> [What is required]: Once you have read the records below, restate them word for word.

[Stored entries]
▬▬▬▬▬▬▬▬▬▬
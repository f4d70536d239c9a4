use axum::{
    Json, Router,
    extract::{Path, State},
    http::{HeaderMap, StatusCode},
    routing::{delete, post, put},
};
use serde::Deserialize;
use std::sync::Arc;

use crate::api::AppState;
use crate::models::message::MessageType;
use crate::services::message;
use crate::utils::error::{AppError, AppResult};
use crate::utils::helpers::{extract_identity, to_json};
use crate::utils::jwt::Identity;
use crate::websocket::events::ServerEvent;
use crate::websocket::registry::conversation_room;

fn identity_from(headers: &HeaderMap) -> AppResult<Identity> {
    extract_identity(headers)
        .ok_or_else(|| AppError::Unauthorized("Missing identity".to_string()))
}

#[derive(Deserialize)]
struct SendMessageRequest {
    #[serde(rename = "conversationId")]
    conversation_id: String,
    content: String,
    #[serde(rename = "messageType")]
    message_type: Option<String>,
    #[serde(rename = "fileUrl")]
    file_url: Option<String>,
    #[serde(rename = "fileName")]
    file_name: Option<String>,
}

async fn send_message(
    State(state): State<Arc<AppState>>,
    headers: HeaderMap,
    Json(req): Json<SendMessageRequest>,
) -> AppResult<(StatusCode, Json<serde_json::Value>)> {
    let identity = identity_from(&headers)?;

    let message_type = match req.message_type.as_deref() {
        None => MessageType::Text,
        Some(raw) => MessageType::parse(raw)
            .ok_or_else(|| AppError::Validation(format!("Unknown message type: {}", raw)))?,
    };

    let message = message::send(
        &state.db,
        &req.conversation_id,
        &identity.user_id,
        message_type,
        req.content,
        req.file_url,
        req.file_name,
    )
    .await?;

    // Websocket subscribers see REST-originated sends too.
    state
        .registry
        .broadcast_room(
            &conversation_room(&req.conversation_id),
            &ServerEvent::NewMessage {
                message: message.clone(),
            },
            None,
        )
        .await;

    Ok((StatusCode::CREATED, Json(to_json(&message))))
}

#[derive(Deserialize)]
struct EditMessageRequest {
    content: String,
}

async fn edit_message(
    State(state): State<Arc<AppState>>,
    headers: HeaderMap,
    Path(message_id): Path<String>,
    Json(req): Json<EditMessageRequest>,
) -> AppResult<Json<serde_json::Value>> {
    let identity = identity_from(&headers)?;
    let message = message::edit(&state.db, &message_id, &identity.user_id, req.content).await?;
    Ok(Json(to_json(&message)))
}

async fn delete_message(
    State(state): State<Arc<AppState>>,
    headers: HeaderMap,
    Path(message_id): Path<String>,
) -> AppResult<Json<serde_json::Value>> {
    let identity = identity_from(&headers)?;
    let message = message::delete(&state.db, &message_id, &identity.user_id).await?;
    Ok(Json(to_json(&message)))
}

pub fn routes(state: Arc<AppState>) -> Router {
    Router::new()
        .route("/", post(send_message))
        .route("/:message_id", put(edit_message))
        .route("/:message_id", delete(delete_message))
        .with_state(state)
}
▬▬▬▬▬▬▬▬▬▬
> [Output of the exercise]:
repository f4d70536d239c9a4
use axum::{
    Json, Router,
    extract::{Path, State},
    http::{HeaderMap, StatusCode},
    routing::{delete, post, put},
};
use serde::Deserialize;
use std::sync::Arc;

use crate::api::AppState;
use crate::models::message::MessageType;
use crate::services::message;
use crate::utils::error::{AppError, AppResult};
use crate::utils::helpers::{extract_identity, to_json};
use crate::utils::jwt::Identity;
use crate::websocket::events::ServerEvent;
use crate::websocket::registry::conversation_room;

fn identity_from(headers: &HeaderMap) -> AppResult<Identity> {
    extract_identity(headers)
        .ok_or_else(|| AppError::Unauthorized("Missing identity".to_string()))
}

#[derive(Deserialize)]
struct SendMessageRequest {
    #[serde(rename = "conversationId")]
    conversation_id: String,
    content: String,
    #[serde(rename = "messageType")]
    message_type: Option<String>,
    #[serde(rename = "fileUrl")]
    file_url: Option<String>,
    #[serde(rename = "fileName")]
    file_name: Option<String>,
}

async fn send_message(
    State(state): State<Arc<AppState>>,
    headers: HeaderMap,
    Json(req): Json<SendMessageRequest>,
) -> AppResult<(StatusCode, Json<serde_json::Value>)> {
    let identity = identity_from(&headers)?;

    let message_type = match req.message_type.as_deref() {
        None => MessageType::Text,
        Some(raw) => MessageType::parse(raw)
            .ok_or_else(|| AppError::Validation(format!("Unknown message type: {}", raw)))?,
    };

    let message = message::send(
        &state.db,
        &req.conversation_id,
        &identity.user_id,
        message_type,
        req.content,
        req.file_url,
        req.file_name,
    )
    .await?;

    // Websocket subscribers see REST-originated sends too.
    state
        .registry
        .broadcast_room(
            &conversation_room(&req.conversation_id),
            &ServerEvent::NewMessage {
                message: message.clone(),
            },
            None,
        )
        .await;

    Ok((StatusCode::CREATED, Json(to_json(&message))))
}

#[derive(Deserialize)]
struct EditMessageRequest {
    content: String,
}

async fn edit_message(
    State(state): State<Arc<AppState>>,
    headers: HeaderMap,
    Path(message_id): Path<String>,
    Json(req): Json<EditMessageRequest>,
) -> AppResult<Json<serde_json::Value>> {
    let identity = identity_from(&headers)?;
    let message = message::edit(&state.db, &message_id, &identity.user_id, req.content).await?;
    Ok(Json(to_json(&message)))
}

async fn delete_message(
    State(state): State<Arc<AppState>>,
    headers: HeaderMap,
    Path(message_id): Path<String>,
) -> AppResult<Json<serde_json::Value>> {
    let identity = identity_from(&headers)?;
    let message = message::delete(&state.db, &message_id, &identity.user_id).await?;
    Ok(Json(to_json(&message)))
}

pub fn routes(state: Arc<AppState>) -> Router {
    Router::new()
        .route("/", post(send_message))
        .route("/:message_id", put(edit_message))
        .route("/:message_id", delete(delete_message))
        .with_state(state)
}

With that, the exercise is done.